── Records for processing ──

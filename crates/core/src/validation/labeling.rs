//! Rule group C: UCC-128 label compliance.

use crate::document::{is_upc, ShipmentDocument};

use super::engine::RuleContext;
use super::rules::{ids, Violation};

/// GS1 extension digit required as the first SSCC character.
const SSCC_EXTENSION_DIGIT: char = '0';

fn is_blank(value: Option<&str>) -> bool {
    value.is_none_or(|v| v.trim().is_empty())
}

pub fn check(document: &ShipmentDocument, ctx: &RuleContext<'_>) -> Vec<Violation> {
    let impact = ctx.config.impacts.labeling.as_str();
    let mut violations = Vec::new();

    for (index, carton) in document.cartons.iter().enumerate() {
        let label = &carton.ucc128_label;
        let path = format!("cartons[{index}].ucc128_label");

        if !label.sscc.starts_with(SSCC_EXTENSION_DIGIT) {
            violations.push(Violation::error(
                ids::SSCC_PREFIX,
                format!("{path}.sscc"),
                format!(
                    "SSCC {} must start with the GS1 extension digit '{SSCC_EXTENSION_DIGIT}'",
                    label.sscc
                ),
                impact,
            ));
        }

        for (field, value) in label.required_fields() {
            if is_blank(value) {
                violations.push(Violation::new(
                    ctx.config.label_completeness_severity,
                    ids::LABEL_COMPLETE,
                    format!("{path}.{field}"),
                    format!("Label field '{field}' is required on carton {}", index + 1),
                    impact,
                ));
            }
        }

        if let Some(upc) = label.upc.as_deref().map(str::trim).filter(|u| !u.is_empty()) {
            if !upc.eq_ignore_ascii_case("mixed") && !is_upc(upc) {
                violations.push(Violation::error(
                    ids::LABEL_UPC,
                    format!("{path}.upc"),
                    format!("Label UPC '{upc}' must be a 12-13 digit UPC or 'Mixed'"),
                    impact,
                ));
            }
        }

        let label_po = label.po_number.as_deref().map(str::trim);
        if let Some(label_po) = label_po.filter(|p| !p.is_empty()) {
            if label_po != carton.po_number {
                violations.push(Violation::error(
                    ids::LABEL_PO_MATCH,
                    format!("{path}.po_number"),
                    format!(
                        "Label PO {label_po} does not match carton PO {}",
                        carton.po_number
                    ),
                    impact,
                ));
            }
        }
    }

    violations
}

───

Required action: The task requires an exact transcription of all the data.

Task output:
filename crates/core/src/validation/labeling.rs
//! Rule group C: UCC-128 label compliance.

use crate::document::{is_upc, ShipmentDocument};

use super::engine::RuleContext;
use super::rules::{ids, Violation};

/// GS1 extension digit required as the first SSCC character.
const SSCC_EXTENSION_DIGIT: char = '0';

fn is_blank(value: Option<&str>) -> bool {
    value.is_none_or(|v| v.trim().is_empty())
}

pub fn check(document: &ShipmentDocument, ctx: &RuleContext<'_>) -> Vec<Violation> {
    let impact = ctx.config.impacts.labeling.as_str();
    let mut violations = Vec::new();

    for (index, carton) in document.cartons.iter().enumerate() {
        let label = &carton.ucc128_label;
        let path = format!("cartons[{index}].ucc128_label");

        if !label.sscc.starts_with(SSCC_EXTENSION_DIGIT) {
            violations.push(Violation::error(
                ids::SSCC_PREFIX,
                format!("{path}.sscc"),
                format!(
                    "SSCC {} must start with the GS1 extension digit '{SSCC_EXTENSION_DIGIT}'",
                    label.sscc
                ),
                impact,
            ));
        }

        for (field, value) in label.required_fields() {
            if is_blank(value) {
                violations.push(Violation::new(
                    ctx.config.label_completeness_severity,
                    ids::LABEL_COMPLETE,
                    format!("{path}.{field}"),
                    format!("Label field '{field}' is required on carton {}", index + 1),
                    impact,
                ));
            }
        }

        if let Some(upc) = label.upc.as_deref().map(str::trim).filter(|u| !u.is_empty()) {
            if !upc.eq_ignore_ascii_case("mixed") && !is_upc(upc) {
                violations.push(Violation::error(
                    ids::LABEL_UPC,
                    format!("{path}.upc"),
                    format!("Label UPC '{upc}' must be a 12-13 digit UPC or 'Mixed'"),
                    impact,
                ));
            }
        }

        let label_po = label.po_number.as_deref().map(str::trim);
        if let Some(label_po) = label_po.filter(|p| !p.is_empty()) {
            if label_po != carton.po_number {
                violations.push(Violation::error(
                    ids::LABEL_PO_MATCH,
                    format!("{path}.po_number"),
                    format!(
                        "Label PO {label_po} does not match carton PO {}",
                        carton.po_number
                    ),
                    impact,
                ));
            }
        }
    }

    violations
}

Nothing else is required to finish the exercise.